WORK INSTRUCTIONS: Whenever a line in the data holds the string "state", copy that line.

(AVAILABLE RECORDS Opens)

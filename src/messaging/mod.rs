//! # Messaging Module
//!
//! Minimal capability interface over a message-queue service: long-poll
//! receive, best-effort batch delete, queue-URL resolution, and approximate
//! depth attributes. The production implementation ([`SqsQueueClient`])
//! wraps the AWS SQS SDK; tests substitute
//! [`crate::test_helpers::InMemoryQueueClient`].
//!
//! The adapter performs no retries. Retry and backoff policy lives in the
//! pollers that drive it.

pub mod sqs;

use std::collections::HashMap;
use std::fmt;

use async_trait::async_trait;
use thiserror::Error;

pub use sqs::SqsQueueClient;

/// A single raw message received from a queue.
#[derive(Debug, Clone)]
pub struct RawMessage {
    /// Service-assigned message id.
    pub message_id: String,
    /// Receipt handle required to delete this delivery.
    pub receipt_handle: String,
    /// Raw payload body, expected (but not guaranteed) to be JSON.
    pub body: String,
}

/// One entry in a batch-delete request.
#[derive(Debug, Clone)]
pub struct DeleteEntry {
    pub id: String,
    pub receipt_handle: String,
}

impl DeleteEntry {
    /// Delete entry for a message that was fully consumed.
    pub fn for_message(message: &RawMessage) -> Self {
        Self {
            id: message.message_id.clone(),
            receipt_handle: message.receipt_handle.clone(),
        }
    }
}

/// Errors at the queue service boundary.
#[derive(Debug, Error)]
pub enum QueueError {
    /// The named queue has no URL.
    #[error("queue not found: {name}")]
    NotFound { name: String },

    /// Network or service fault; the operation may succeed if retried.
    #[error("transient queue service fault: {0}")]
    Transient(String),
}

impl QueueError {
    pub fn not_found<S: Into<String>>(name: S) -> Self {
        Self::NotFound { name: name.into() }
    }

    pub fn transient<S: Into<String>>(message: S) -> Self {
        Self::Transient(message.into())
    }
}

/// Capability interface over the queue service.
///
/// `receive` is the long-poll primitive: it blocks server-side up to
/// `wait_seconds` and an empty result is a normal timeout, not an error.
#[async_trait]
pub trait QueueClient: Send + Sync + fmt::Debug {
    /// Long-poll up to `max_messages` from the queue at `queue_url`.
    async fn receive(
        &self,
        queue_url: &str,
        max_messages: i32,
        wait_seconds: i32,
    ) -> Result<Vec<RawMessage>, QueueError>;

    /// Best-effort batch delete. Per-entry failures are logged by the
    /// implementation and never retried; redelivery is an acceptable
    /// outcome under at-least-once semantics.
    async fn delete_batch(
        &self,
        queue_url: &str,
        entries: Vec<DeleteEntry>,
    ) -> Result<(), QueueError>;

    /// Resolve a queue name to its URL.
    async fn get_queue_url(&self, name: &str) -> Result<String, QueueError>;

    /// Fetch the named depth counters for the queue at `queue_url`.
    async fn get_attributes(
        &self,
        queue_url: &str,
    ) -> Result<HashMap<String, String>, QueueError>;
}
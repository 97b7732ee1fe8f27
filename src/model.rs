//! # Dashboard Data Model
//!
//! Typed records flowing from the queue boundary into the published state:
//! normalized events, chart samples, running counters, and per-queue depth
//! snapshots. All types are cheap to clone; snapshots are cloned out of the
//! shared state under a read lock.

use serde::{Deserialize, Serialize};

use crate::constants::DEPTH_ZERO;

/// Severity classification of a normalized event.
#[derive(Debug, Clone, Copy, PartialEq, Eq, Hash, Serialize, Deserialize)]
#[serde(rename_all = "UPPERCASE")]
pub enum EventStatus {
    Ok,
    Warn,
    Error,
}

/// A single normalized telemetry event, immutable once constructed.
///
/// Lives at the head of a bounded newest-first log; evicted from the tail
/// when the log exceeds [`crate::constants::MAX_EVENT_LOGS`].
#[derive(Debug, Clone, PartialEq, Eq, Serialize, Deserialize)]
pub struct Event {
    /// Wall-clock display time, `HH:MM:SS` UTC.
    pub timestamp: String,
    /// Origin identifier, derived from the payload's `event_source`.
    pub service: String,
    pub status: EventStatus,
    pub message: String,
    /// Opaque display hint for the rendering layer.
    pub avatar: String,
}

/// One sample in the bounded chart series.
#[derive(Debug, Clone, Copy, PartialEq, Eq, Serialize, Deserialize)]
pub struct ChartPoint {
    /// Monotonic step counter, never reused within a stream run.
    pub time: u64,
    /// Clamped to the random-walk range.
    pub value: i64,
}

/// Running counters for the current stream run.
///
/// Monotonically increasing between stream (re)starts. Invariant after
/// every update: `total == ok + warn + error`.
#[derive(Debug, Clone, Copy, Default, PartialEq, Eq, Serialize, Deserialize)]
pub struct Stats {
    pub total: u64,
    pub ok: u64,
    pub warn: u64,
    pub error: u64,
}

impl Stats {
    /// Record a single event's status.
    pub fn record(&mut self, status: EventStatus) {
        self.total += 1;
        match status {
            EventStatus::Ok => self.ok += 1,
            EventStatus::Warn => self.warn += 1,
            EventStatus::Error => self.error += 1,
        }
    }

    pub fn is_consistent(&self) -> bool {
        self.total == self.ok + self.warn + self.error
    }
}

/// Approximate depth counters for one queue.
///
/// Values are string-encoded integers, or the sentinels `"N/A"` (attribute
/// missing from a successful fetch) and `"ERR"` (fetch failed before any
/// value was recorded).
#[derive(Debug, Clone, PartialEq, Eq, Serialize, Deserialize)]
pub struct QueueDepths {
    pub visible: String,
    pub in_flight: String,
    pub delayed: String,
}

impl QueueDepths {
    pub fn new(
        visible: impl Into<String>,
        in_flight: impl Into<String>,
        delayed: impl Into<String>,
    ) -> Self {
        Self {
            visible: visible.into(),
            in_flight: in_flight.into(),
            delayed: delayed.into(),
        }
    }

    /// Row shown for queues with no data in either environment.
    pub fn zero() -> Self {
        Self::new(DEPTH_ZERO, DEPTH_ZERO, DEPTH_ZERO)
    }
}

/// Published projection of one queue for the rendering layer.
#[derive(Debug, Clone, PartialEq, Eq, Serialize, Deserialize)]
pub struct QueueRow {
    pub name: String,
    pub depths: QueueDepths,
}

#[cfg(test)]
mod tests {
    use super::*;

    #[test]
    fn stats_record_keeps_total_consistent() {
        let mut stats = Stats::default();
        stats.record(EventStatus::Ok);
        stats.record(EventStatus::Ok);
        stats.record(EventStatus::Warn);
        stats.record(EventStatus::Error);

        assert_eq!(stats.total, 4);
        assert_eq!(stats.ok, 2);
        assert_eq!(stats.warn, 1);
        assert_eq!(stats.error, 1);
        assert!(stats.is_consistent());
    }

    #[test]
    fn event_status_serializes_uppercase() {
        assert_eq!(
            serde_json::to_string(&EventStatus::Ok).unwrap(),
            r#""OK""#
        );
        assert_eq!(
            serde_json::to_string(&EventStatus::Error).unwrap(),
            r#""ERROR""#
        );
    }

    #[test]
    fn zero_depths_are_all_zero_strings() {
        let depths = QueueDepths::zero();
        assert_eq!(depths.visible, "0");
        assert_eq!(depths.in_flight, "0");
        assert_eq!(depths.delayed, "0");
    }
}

(AVAILABLE RECORDS Closes)

OUTPUT FOR THIS TASK:
//! Typed records flowing from the queue boundary into the published state:
//! shared state under a read lock.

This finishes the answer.